▸ **ASSIGNMENT**
Return exactly the lines below, starting with the one that has "hit the ramp." and going on through the one that has "assert_eq!(*intervals.last().unwrap(), SPAWN_INTERVAL_FLOOR);".

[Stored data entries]
//! Fixed timestep simulation tick
//!
//! One call advances the whole world by `dt`: collisions are resolved
//! against last frame's positions, then spawning, player actions,
//! integration, bounds culling, and finally the reap pass.

use glam::Vec2;

use super::entity::{Entity, Tag};
use super::state::{GamePhase, GameState};
use crate::consts::*;

/// Latched input for a single tick.
///
/// Each flag is flipped by discrete key press/release events and persists
/// across frames, modelling "held key" semantics without querying device
/// state. The simulation only reads it.
#[derive(Debug, Clone, Copy, Default)]
pub struct TickInput {
    pub up: bool,
    pub down: bool,
    pub left: bool,
    pub right: bool,
    pub shoot: bool,
}

/// Advance the game state by one fixed timestep.
pub fn tick(state: &mut GameState, input: &TickInput, dt: f32) {
    if state.phase == GamePhase::GameOver {
        return;
    }
    state.time_ticks += 1;

    resolve_collisions(state);
    if state.phase == GamePhase::GameOver {
        // The world freezes on death, but entities doomed in the same
        // pass still disappear before the frame is drawn.
        state.reap();
        return;
    }

    // Meteor spawning, with the interval ramping down to its floor
    state.spawn_timer -= dt;
    if state.spawn_timer <= 0.0 {
        state.spawn_meteor();
        state.spawn_timer = state.spawn_interval;
        state.spawn_interval =
            (state.spawn_interval - SPAWN_INTERVAL_STEP).max(SPAWN_INTERVAL_FLOOR);
    }

    update_player_actions(state, input, dt);

    state.player.update(dt);
    for entity in &mut state.entities {
        entity.update(dt);
        if out_of_bounds(entity) {
            entity.destroy();
        }
    }

    state.reap();
}

/// Thrust, damping, and cooldown-gated firing.
fn update_player_actions(state: &mut GameState, input: &TickInput, dt: f32) {
    let mut dir = Vec2::ZERO;
    if input.up {
        dir.y -= 1.0;
    }
    if input.down {
        dir.y += 1.0;
    }
    if input.left {
        dir.x -= 1.0;
    }
    if input.right {
        dir.x += 1.0;
    }

    // Unit-length thrust so diagonals are no faster than axial movement;
    // a zero direction contributes exactly zero (no NaN from normalizing).
    state.player.vel += dir.normalize_or_zero() * SHIP_ACCEL * dt;

    // Constant per-second decay regardless of dt
    state.player.vel *= SHIP_DAMPING_PER_SEC.powf(dt);

    state.shot_cooldown = (state.shot_cooldown - dt).max(0.0);
    if input.shoot && state.shot_cooldown <= 0.0 {
        state.fire_fan();
        state.shot_cooldown = FIRE_INTERVAL;
    }
}

/// Two passes: ship against meteors, then bullets against meteors.
fn resolve_collisions(state: &mut GameState) {
    // Any live meteor touching the ship ends the run.
    let hit = state
        .entities
        .iter()
        .any(|e| e.tag == Tag::Asteroid && !e.is_doomed() && e.collides_with(&state.player));
    if hit {
        state.player.destroy();
        state.phase = GamePhase::GameOver;
    }

    // Unordered pairwise scan; marking inside the scan means a bullet only
    // ever destroys the first meteor it is checked against.
    for i in 0..state.entities.len() {
        for j in (i + 1)..state.entities.len() {
            let (head, tail) = state.entities.split_at_mut(j);
            let a = &mut head[i];
            let b = &mut tail[0];
            if a.is_doomed() || b.is_doomed() {
                continue;
            }
            let bullet_meteor = matches!(
                (a.tag, b.tag),
                (Tag::Bullet, Tag::Asteroid) | (Tag::Asteroid, Tag::Bullet)
            );
            if bullet_meteor && a.collides_with(b) {
                a.destroy();
                b.destroy();
            }
        }
    }
}

/// True once an entity has left the window by more than its own size on the
/// exiting edge. Never applied to the player.
fn out_of_bounds(entity: &Entity) -> bool {
    let (w, h) = (WINDOW_WIDTH as f32, WINDOW_HEIGHT as f32);
    entity.pos.y > h
        || entity.pos.y < -entity.size.y
        || entity.pos.x < -entity.size.x
        || entity.pos.x > w
}

#[cfg(test)]
mod tests {
    use super::*;
    use crate::sim::entity::SpriteId;
    use crate::sim::state::SpriteSizes;

    /// State with spawning pushed far into the future so tests control the
    /// entity collection exactly.
    fn quiet_state() -> GameState {
        let mut state = GameState::new(12345, SpriteSizes::default());
        state.spawn_timer = 1e9;
        state
    }

    fn meteor_at(pos: Vec2) -> Entity {
        let mut m = Entity::new(
            SpriteId::MeteorBig1,
            Tag::Asteroid,
            SpriteSizes::default().meteors[0],
        );
        m.pos = pos;
        m
    }

    #[test]
    fn test_zero_input_produces_no_motion() {
        let mut state = quiet_state();
        let input = TickInput::default();

        for _ in 0..100 {
            tick(&mut state, &input, FIXED_DT);
        }

        assert!(state.player.vel.x.is_finite() && state.player.vel.y.is_finite());
        assert_eq!(state.player.vel, Vec2::ZERO);
    }

    #[test]
    fn test_diagonal_thrust_is_not_faster_than_axial() {
        let mut axial = quiet_state();
        let mut diagonal = quiet_state();

        let up = TickInput {
            up: true,
            ..Default::default()
        };
        let up_right = TickInput {
            up: true,
            right: true,
            ..Default::default()
        };

        tick(&mut axial, &up, FIXED_DT);
        tick(&mut diagonal, &up_right, FIXED_DT);

        assert!((axial.player.vel.length() - diagonal.player.vel.length()).abs() < 1e-3);
    }

    #[test]
    fn test_held_thrust_converges_to_terminal_velocity() {
        let mut state = quiet_state();
        let input = TickInput {
            up: true,
            ..Default::default()
        };

        let mut previous_speed = 0.0;
        let mut final_delta = f32::INFINITY;
        for _ in 0..2000 {
            tick(&mut state, &input, FIXED_DT);
            let speed = state.player.vel.length();
            final_delta = (speed - previous_speed).abs();
            previous_speed = speed;
        }

        // Converged, bounded, and pointing up
        assert!(final_delta < 1e-2);
        assert!(previous_speed > 100.0 && previous_speed < 1000.0);
        assert!(state.player.vel.y < 0.0);
    }

    #[test]
    fn test_trigger_spawns_symmetric_fan() {
        let mut state = quiet_state();
        let input = TickInput {
            shoot: true,
            ..Default::default()
        };

        tick(&mut state, &input, FIXED_DT);

        let bullets: Vec<&Entity> = state
            .entities
            .iter()
            .filter(|e| e.tag == Tag::Bullet)
            .collect();
        assert_eq!(bullets.len(), 3);

        // Distinct launch angles, symmetric around straight up
        let angles: Vec<f32> = bullets.iter().map(|b| b.vel.x.atan2(-b.vel.y)).collect();
        assert!((angles[1]).abs() < 1e-3);
        assert!((angles[0] + angles[2]).abs() < 1e-3);
        assert!(angles[0] != angles[1] && angles[1] != angles[2]);
    }

    #[test]
    fn test_cooldown_blocks_refire_until_elapsed() {
        let mut state = quiet_state();
        let input = TickInput {
            shoot: true,
            ..Default::default()
        };

        tick(&mut state, &input, FIXED_DT);
        assert_eq!(state.entities.len(), 3);

        // FIRE_INTERVAL = 0.1 s; at 16 ms per tick the trigger stays blocked
        // for the next six ticks and reopens on the seventh.
        for _ in 0..6 {
            tick(&mut state, &input, FIXED_DT);
        }
        assert_eq!(state.entities.len(), 3);

        tick(&mut state, &input, FIXED_DT);
        assert_eq!(state.entities.len(), 6);
    }

    #[test]
    fn test_bullet_meteor_mutual_destruction_same_frame() {
        let mut state = quiet_state();

        // A meteor dead center mid-screen and a bullet inside its circle
        let meteor = meteor_at(Vec2::new(400.0, 400.0));
        let mut bullet = Entity::new(SpriteId::Laser, Tag::Bullet, SpriteSizes::default().laser);
        bullet.pos = meteor.center();
        state.entities.push(meteor);
        state.entities.push(bullet);

        tick(&mut state, &TickInput::default(), FIXED_DT);

        // Both marked and reaped inside the same tick, never drawn again
        assert!(state.entities.is_empty());
        assert_eq!(state.phase, GamePhase::Running);
    }

    #[test]
    fn test_two_meteors_do_not_destroy_each_other() {
        let mut state = quiet_state();
        state.entities.push(meteor_at(Vec2::new(300.0, 300.0)));
        state.entities.push(meteor_at(Vec2::new(310.0, 310.0)));

        tick(&mut state, &TickInput::default(), FIXED_DT);

        assert_eq!(state.entities.len(), 2);
    }

    #[test]
    fn test_meteor_on_ship_is_game_over() {
        let mut state = quiet_state();
        state.entities.push(meteor_at(state.player.pos));

        tick(&mut state, &TickInput::default(), FIXED_DT);

        assert_eq!(state.phase, GamePhase::GameOver);
        assert!(state.player.is_doomed());

        // Terminal: further ticks are inert
        let ticks = state.time_ticks;
        tick(&mut state, &TickInput::default(), FIXED_DT);
        assert_eq!(state.time_ticks, ticks);
    }

    #[test]
    fn test_out_of_bounds_entities_are_reaped() {
        let mut state = quiet_state();

        // Fully above the top edge by more than its own height
        let mut escaped = Entity::new(SpriteId::Laser, Tag::Bullet, SpriteSizes::default().laser);
        escaped.pos = Vec2::new(400.0, -200.0);
        state.entities.push(escaped);

        // Below the bottom edge
        state.entities.push(meteor_at(Vec2::new(400.0, 1200.0)));

        // Still inside
        state.entities.push(meteor_at(Vec2::new(400.0, 400.0)));

        tick(&mut state, &TickInput::default(), FIXED_DT);

        assert_eq!(state.entities.len(), 1);
        assert_eq!(state.entities[0].tag, Tag::Asteroid);
    }

    #[test]
    fn test_player_is_exempt_from_bounds_culling() {
        let mut state = quiet_state();
        state.player.pos = Vec2::new(-5000.0, -5000.0);

        for _ in 0..10 {
            tick(&mut state, &TickInput::default(), FIXED_DT);
        }

        assert!(!state.player.is_doomed());
        assert_eq!(state.phase, GamePhase::Running);
    }

    #[test]
    fn test_spawn_interval_ramps_to_floor_and_stops() {
        let mut state = GameState::new(77, SpriteSizes::default());
        // Park the ship far away so falling meteors never end the run
        state.player.pos = Vec2::new(-100_000.0, -100_000.0);

        // A huge dt forces a spawn every tick and flushes each meteor out of
        // bounds on the following tick, so the collection stays small while
        // thousands of spawn events hit the ramp.
        let mut intervals = Vec::new();
        for _ in 0..5000 {
            tick(&mut state, &TickInput::default(), 10.0);
            intervals.push(state.spawn_interval);
        }

        assert_eq!(*intervals.last().unwrap(), SPAWN_INTERVAL_FLOOR);
        assert!(intervals.iter().all(|&i| i >= SPAWN_INTERVAL_FLOOR));
        // Monotonically non-increasing ramp
        assert!(intervals.windows(2).all(|w| w[1] <= w[0]));
    }

    #[test]
    fn test_same_seed_same_world() {
        let mut a = GameState::new(99999, SpriteSizes::default());
        let mut b = GameState::new(99999, SpriteSizes::default());

        let inputs = [
            TickInput {
                up: true,
                ..Default::default()
            },
            TickInput {
                shoot: true,
                ..Default::default()
            },
            TickInput {
                left: true,
                shoot: true,
                ..Default::default()
            },
            TickInput::default(),
        ];

        for _ in 0..200 {
            for input in &inputs {
                tick(&mut a, input, FIXED_DT);
                tick(&mut b, input, FIXED_DT);
            }
        }

        assert_eq!(a.time_ticks, b.time_ticks);
        assert_eq!(a.entities.len(), b.entities.len());
        assert_eq!(a.player.pos, b.player.pos);
        assert_eq!(a.spawn_interval, b.spawn_interval);
    }
}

▸ **ANSWER TO THIS TASK**
        // thousands of spawn events hit the ramp.
        let mut intervals = Vec::new();
        for _ in 0..5000 {
            tick(&mut state, &TickInput::default(), 10.0);
            intervals.push(state.spawn_interval);
        }

        assert_eq!(*intervals.last().unwrap(), SPAWN_INTERVAL_FLOOR);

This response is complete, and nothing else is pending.